10. Who is the funniest person you know personally?
PL: I know a lot of funny people personally. I think Ali Wong, Chris Rock, Michelle Buteau, Chelsea Handler. I’m fortunate enough to know them.
11. If a deli named a sandwich after you, what would be on it?
PL: Mint and green chili chutney, mayo, turkey, bacon, lettuce, tomato, mustard, pickled jalapeños on a toasted sourdough.
AVC: People don’t realize how much a mint and green chili chutney can enhance a sandwich. What would you name this one?
PL: Exactly. The Padma, I think? Or I like Spicy Turkey Club.
Bonus question: What was a surprising takeaway or a new thing you learned while filming Taste The Nation: Holiday Edition?
PL: I didn’t know a lot about Wampanoag rituals or how that tribe has survived for 12,000 years in North America.
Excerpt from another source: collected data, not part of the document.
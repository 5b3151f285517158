mod common;

use rflogs_core::artifacts::{object_name, ArtifactSource, FsArtifactSource};
use rflogs_core::config::IngestConfig;
use rflogs_core::jobs::{IngestJob, IngestWorker, JobState};
use rflogs_core::model::Verdict;
use rflogs_core::storage::Store;
use std::sync::Arc;
use tempfile::tempdir;

#[tokio::test]
async fn test_worker_ingests_uploaded_reports() -> anyhow::Result<()> {
    let dir = tempdir()?;
    let store = Store::open(&dir.path().join("rflogs.db"))?;
    store.init_schema()?;
    let source = Arc::new(FsArtifactSource::new(dir.path().join("artifacts")));
    let project = store.create_project("web", 0)?;

    let cfg = IngestConfig {
        workers: 2,
        queue_depth: 4,
        ..IngestConfig::default()
    };
    let worker = IngestWorker::start(store.clone(), source.clone(), &cfg);

    let mut handles = Vec::new();
    for (i, gz) in [false, true, false].into_iter().enumerate() {
        let run = store.create_run(&project.id, &[format!("build:{i}")])?;
        let xml = common::report(2, i as u32);
        let (file, body) = if gz {
            ("output.xml.gz", common::gzip(xml.as_bytes()))
        } else {
            ("output.xml", xml.into_bytes())
        };
        let object = object_name(&run.id, file)?;
        source.store(&object, body).await?;

        let handle = worker
            .submit(IngestJob {
                run_id: run.id.clone(),
                object,
            })
            .await?;
        assert!(matches!(
            handle.state(),
            JobState::Submitted | JobState::Running | JobState::Done(_)
        ));
        handles.push(handle);
    }

    for (i, handle) in handles.into_iter().enumerate() {
        let run_id = handle.run_id.clone();
        match handle.wait().await {
            JobState::Done(summary) => {
                assert!(summary.written);
                assert_eq!(summary.total_tests, 2 + i as u32);
            }
            other => panic!("job for {run_id} ended as {other:?}"),
        }
        let run = store.get_run(&run_id)?.expect("run exists");
        let expected = if i == 0 { Verdict::Pass } else { Verdict::Fail };
        assert_eq!(run.verdict, Some(expected));
    }

    worker.shutdown().await?;
    Ok(())
}

#[tokio::test]
async fn test_missing_artifact_fails_job() -> anyhow::Result<()> {
    let dir = tempdir()?;
    let store = Store::memory()?;
    store.init_schema()?;
    let project = store.create_project("web", 0)?;
    let run = store.create_run::<&str>(&project.id, &[])?;

    let source: Arc<dyn ArtifactSource> = Arc::new(FsArtifactSource::new(dir.path()));
    let worker = IngestWorker::start(store.clone(), source, &IngestConfig::default());

    let handle = worker
        .submit(IngestJob {
            run_id: run.id.clone(),
            object: format!("{}/output.xml", run.id),
        })
        .await?;
    match handle.wait().await {
        JobState::Failed { error } => assert!(error.contains("not found"), "{error}"),
        other => panic!("expected failure, got {other:?}"),
    }
    worker.shutdown().await?;

    let run = store.get_run(&run.id)?.expect("run exists");
    assert_eq!(run.verdict, None);
    Ok(())
}
#![allow(dead_code)]

use flate2::write::GzEncoder;
use flate2::Compression;
use std::io::Write;

/// Minimal report with `pass` passing and `fail` failing tests in one suite.
pub fn report(pass: u32, fail: u32) -> String {
    let mut tests = String::new();
    for i in 0..pass + fail {
        let status = if i < pass { "PASS" } else { "FAIL" };
        tests.push_str(&format!(
            r#"<test id="s1-t{i}" name="Case {i}">
<kw name="Log" owner="BuiltIn">
<status status="PASS" start="2024-05-01T12:00:00.000000" elapsed="0.100"/>
</kw>
<status status="{status}" start="2024-05-01T12:00:00.000000" elapsed="0.200"/>
</test>
"#
        ));
    }
    format!(
        r#"<?xml version="1.0" encoding="UTF-8"?>
<robot generator="Robot 7.0" generated="2024-05-01T12:00:10.000000">
<suite id="s1" name="Smoke">
{tests}<status status="{root}" start="2024-05-01T12:00:00.000000" elapsed="1.000"/>
</suite>
<statistics>
<total>
<stat pass="{pass}" fail="{fail}" skip="0">All Tests</stat>
</total>
</statistics>
</robot>
"#,
        root = if fail > 0 { "FAIL" } else { "PASS" }
    )
}

pub fn gzip(data: &[u8]) -> Vec<u8> {
    let mut enc = GzEncoder::new(Vec::new(), Compression::default());
    enc.write_all(data).expect("gzip write");
    enc.finish().expect("gzip finish")
}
I have never gone scallop digging, I’ve never dug for crabs. I learned how to do that. I only perfunctorily knew about Chinese traditions but not about Korean New Year because it’s celebrated mostly in the home. That episode, “K-Town Countdown,” was an odyssey of learning for me. I see myself as the audience’s representative. I learn a lot all the time, and I hope the audience is learning with me.
AVC: Do you have a favorite episode from Holiday Edition?
PL: It’s episode two, “Truth And The Turkey Tale,” set in Cape Cod. It sets some things straight. It busts myths we’ve all been told about Thanksgiving.